What’s the price tag on the brewing political crisis in Brazil? $150 billion. That’s how much value was wiped out on the nation’s Bovespa index on Thursday, as a leading newspaper found alleged testimony that President Michel Temer approved of payoffs to silence a potential political opponent.

Although Temer has declared his innocence, this is a crisis that is unlikely to be short-lived. And if you own shares of Brazil-related exchange-traded funds, it’s time to look under the hood and assess how the fund holdings may fare in the months ahead.

The Bovespa index had been on a tear, rising 78 percent from lows seen in January 2016 through this past Wednesday. Investors warmed to the prospects of key reforms in the nation’s retirement system, moves to enhance the interest of foreign investors, and an infrastructure modernization plan. “If these accusations prove to be true, Temer’s political support would decline significantly impairing progress on the reform agenda,” analysts at Merrill Lynch wrote in a research report.

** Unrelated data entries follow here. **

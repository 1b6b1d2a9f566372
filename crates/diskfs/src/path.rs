// SPDX-FileCopyrightText: 2025 Caspar Water Company
//
// SPDX-License-Identifier: Apache-2.0

//! Virtual path helpers.
//!
//! A virtual path looks like `/<disk>/<rest>`. Everything here works on
//! `/`-separated strings rather than `std::path`, since virtual paths never
//! touch host path syntax until a `RealDisk` maps them.

use crate::error::{Error, Result};
use diagnostics::log_error;

/// Resolve `path` against `current_dir` into a canonical absolute path.
///
/// `.` segments are dropped and `..` removes the preceding segment. A `..`
/// that would climb out of the disk segment is a caller bug and fails with
/// [`Error::InvalidPath`].
pub fn resolve_path(current_dir: &str, path: &str) -> Result<String> {
    let joined = if path.starts_with('/') {
        path.to_string()
    } else {
        format!("{}/{}", current_dir.trim_end_matches('/'), path)
    };

    let mut stack: Vec<&str> = Vec::new();
    for part in joined.split('/') {
        match part {
            "" | "." => {}
            ".." => {
                if stack.len() <= 1 {
                    log_error!("path climbs above root: {path}", path: joined.as_str());
                    return Err(Error::InvalidPath);
                }
                _ = stack.pop();
            }
            name => stack.push(name),
        }
    }

    Ok(format!("/{}", stack.join("/")))
}

/// Split a canonical virtual path into its disk name and disk-local remainder.
///
/// Returns `None` for paths that are not absolute or name no disk.
#[must_use]
pub fn split_disk(path: &str) -> Option<(&str, &str)> {
    let rest = path.strip_prefix('/')?;
    let (disk, local) = match rest.split_once('/') {
        Some((disk, local)) => (disk, local),
        None => (rest, ""),
    };
    if disk.is_empty() {
        return None;
    }
    Some((disk, local))
}

/// Non-empty segments of a disk-local path
#[must_use]
pub fn segments(path: &str) -> Vec<&str> {
    path.split('/').filter(|s| !s.is_empty() && *s != ".").collect()
}

/// True if any segment would step outside its parent
#[must_use]
pub fn has_parent_segment(path: &str) -> bool {
    path.split('/').any(|s| s == "..")
}

/// Final segment of a path, if any
#[must_use]
pub fn basename(path: &str) -> Option<&str> {
    segments(path).last().copied()
}

/// Everything before the final segment, without a trailing slash
#[must_use]
pub fn dirname(path: &str) -> String {
    let trimmed = path.trim_end_matches('/');
    match trimmed.rfind('/') {
        Some(0) => "/".to_string(),
        Some(idx) => trimmed[..idx].to_string(),
        None => String::new(),
    }
}

/// Join a directory and a child name with exactly one separator
#[must_use]
pub fn join(dir: &str, name: &str) -> String {
    if dir.is_empty() {
        name.to_string()
    } else {
        format!("{}/{}", dir.trim_end_matches('/'), name.trim_start_matches('/'))
    }
}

The 9 percent plunge on Thursday seems stark enough, but a range of individual Brazilian blue chips fell from 18 percent to 26 percent, including utility firm Eletrobras, oil giant Petrobras, Banco Bradesco and discount airliner Azul.

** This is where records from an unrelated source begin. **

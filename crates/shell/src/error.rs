// SPDX-FileCopyrightText: 2025 Caspar Water Company
//
// SPDX-License-Identifier: Apache-2.0

use thiserror::Error;

/// Failures while compiling or running a script
#[derive(Error, Debug, Clone, PartialEq, Eq)]
pub enum ScriptError {
    #[error("Compiler Error: {message} [line {line}]")]
    Compile { line: usize, message: String },

    /// The source ends inside an open block; more lines are needed
    #[error("Compiler Error: unexpected end of input")]
    NeedMoreInput,

    #[error("Runtime Error: {message} [line {line}]")]
    Runtime { line: usize, message: String },
}

impl ScriptError {
    pub(crate) fn compile(line: usize, message: impl Into<String>) -> Self {
        ScriptError::Compile {
            line,
            message: message.into(),
        }
    }

    pub(crate) fn runtime(line: usize, message: impl Into<String>) -> Self {
        ScriptError::Runtime {
            line,
            message: message.into(),
        }
    }

    #[must_use]
    pub fn line(&self) -> Option<usize> {
        match self {
            ScriptError::Compile { line, .. } | ScriptError::Runtime { line, .. } => Some(*line),
            ScriptError::NeedMoreInput => None,
        }
    }
}

pub type Result<T> = std::result::Result<T, ScriptError>;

The key question is whether the economic “green shoots” that had begun to emerge can be sustained and keep the country's economy moving forward. Or will the current crisis knock the economy back into a fresh slump?

James McKeigue, managing editor at LatAm Investor, a U.K.-based Latin America-focused finance magazine, thinks the fall-out may be limited. He notes that the economy is already climbing out of recession, and “the only significant blow in the short-term would be if there was a sustained bond and currency sell off, which would limit the central bank’s willingness to loosen monetary policy.”

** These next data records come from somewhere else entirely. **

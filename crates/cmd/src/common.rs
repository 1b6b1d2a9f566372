// SPDX-FileCopyrightText: 2025 Caspar Water Company
//
// SPDX-License-Identifier: Apache-2.0

use anyhow::{Context, Result, anyhow};
use diagnostics::log_debug;
use diskfs::{Disk, DiskRegistry, MemoryDirectoryTree, MemoryDisk, RealDisk, resolve_path};
use serde::{Deserialize, Serialize};
use shell::ShellConfig;
use std::collections::BTreeMap;
use std::env;
use std::path::{Path, PathBuf};
use std::rc::Rc;

/// Environment variable naming the directory that holds the disks
pub const HOME_ENV: &str = "VCOMP_HOME";

/// Config file looked up inside the home directory
pub const CONFIG_FILE: &str = "vcomp.yaml";

/// Identity used for the local participant
pub const LOCAL_IDENTITY: u64 = 1;

/// Get the home path with an optional override, falling back to VCOMP_HOME
pub fn get_home_with_override(override_path: Option<PathBuf>) -> Result<PathBuf> {
    if let Some(path) = override_path {
        return Ok(path);
    }

    env::var(HOME_ENV)
        .map_err(|_| anyhow!("{HOME_ENV} environment variable not set"))
        .map(PathBuf::from)
}

/// Extra host directory mounted as a disk
#[derive(Debug, Clone, PartialEq, Eq, Serialize, Deserialize)]
#[serde(deny_unknown_fields)]
pub struct MountConfig {
    /// Host directory; relative paths are taken from the home directory
    pub path: PathBuf,

    #[serde(default)]
    pub writeable: bool,
}

#[derive(Debug, Clone, Default, PartialEq, Eq, Serialize, Deserialize)]
#[serde(deny_unknown_fields)]
pub struct VcompConfig {
    #[serde(default)]
    pub shell: ShellConfig,

    /// Disk name to host directory
    #[serde(default)]
    pub mounts: BTreeMap<String, MountConfig>,
}

impl VcompConfig {
    /// Read `path`, or the defaults when it does not exist
    pub fn load(path: &Path) -> Result<Self> {
        if !path.exists() {
            log_debug!("no config at {path}, using defaults", path: path.display().to_string());
            return Ok(Self::default());
        }
        let content = std::fs::read_to_string(path)
            .with_context(|| format!("Failed to read {}", path.display()))?;
        serde_yaml_ng::from_str(&content)
            .with_context(|| format!("Failed to parse YAML configuration {}", path.display()))
    }
}

/// Home directory plus its configuration
#[derive(Debug, Clone)]
pub struct Workspace {
    pub home: PathBuf,
    pub config: VcompConfig,
}

impl Workspace {
    pub fn open(home: Option<PathBuf>, config: Option<PathBuf>) -> Result<Self> {
        let home = get_home_with_override(home)?;
        let config_path = config.unwrap_or_else(|| home.join(CONFIG_FILE));
        let config = VcompConfig::load(&config_path)?;
        Ok(Self { home, config })
    }

    #[must_use]
    pub fn with_config(home: PathBuf, config: VcompConfig) -> Self {
        Self { home, config }
    }

    /// Registry for the local participant.
    ///
    /// `sys` is `<home>/sys` read-only (empty when missing), `usr` and `net`
    /// are writeable directories created on demand, and every configured
    /// mount is added after them.
    pub fn registry(&self) -> Result<Rc<DiskRegistry>> {
        let sys_root = self.home.join("sys");
        let system: Rc<dyn Disk> = if sys_root.is_dir() {
            Rc::new(RealDisk::new("sys", &sys_root, false)?)
        } else {
            Rc::new(MemoryDisk::with_tree("sys", MemoryDirectoryTree::new(), false))
        };
        let registry = DiskRegistry::new(LOCAL_IDENTITY, system);

        for name in ["usr", "net"] {
            let root = self.home.join(name);
            std::fs::create_dir_all(&root)
                .with_context(|| format!("Failed to create {}", root.display()))?;
            registry.mount(Rc::new(RealDisk::new(name, &root, true)?))?;
        }

        for (name, mount) in &self.config.mounts {
            let root = if mount.path.is_absolute() {
                mount.path.clone()
            } else {
                self.home.join(&mount.path)
            };
            registry
                .mount(Rc::new(RealDisk::new(name.as_str(), &root, mount.writeable)?))
                .with_context(|| format!("Failed to mount {name}"))?;
        }

        Ok(Rc::new(registry))
    }

    /// Resolve a command-line path against the shell's initial directory
    pub fn virtual_path(&self, path: &str) -> Result<String> {
        Ok(resolve_path(&self.config.shell.initial_dir, path)?)
    }
}

/// Helper function to format file sizes
#[must_use]
pub fn format_file_size(size: u64) -> String {
    if size >= 1024 * 1024 {
        format!("{:.1}MB", size as f64 / (1024.0 * 1024.0))
    } else if size >= 1024 {
        format!("{:.1}KB", size as f64 / 1024.0)
    } else {
        format!("{size}B")
    }
}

If the fallout is contained, investors may re-focus on Brazil’s investment positives. “One bright area is the country’s powerhouse agro-export sector, which has overcome hits from a drought and beef scandal and looks likely to drive growth this year,” writes McKeigue in an emailed response.

An eight percent plunge in the real on Thursday may give a further boost to exports. A cheaper currency may also aid Brazilian factories. The nation’s Purchasing Managers’ Index is already back above 50 for the first time since 2015.

But it’s unwise to diminish the potential risks. This week’s events “clearly derails the controversial pension and labor reforms that Temer was trying to deliver,” says McKeigue.

Analysts from Merrill offer similar caution. “Given the higher risk for the reform agenda implementation, we expect Brazilian asset prices to suffer in the short term,” they noted.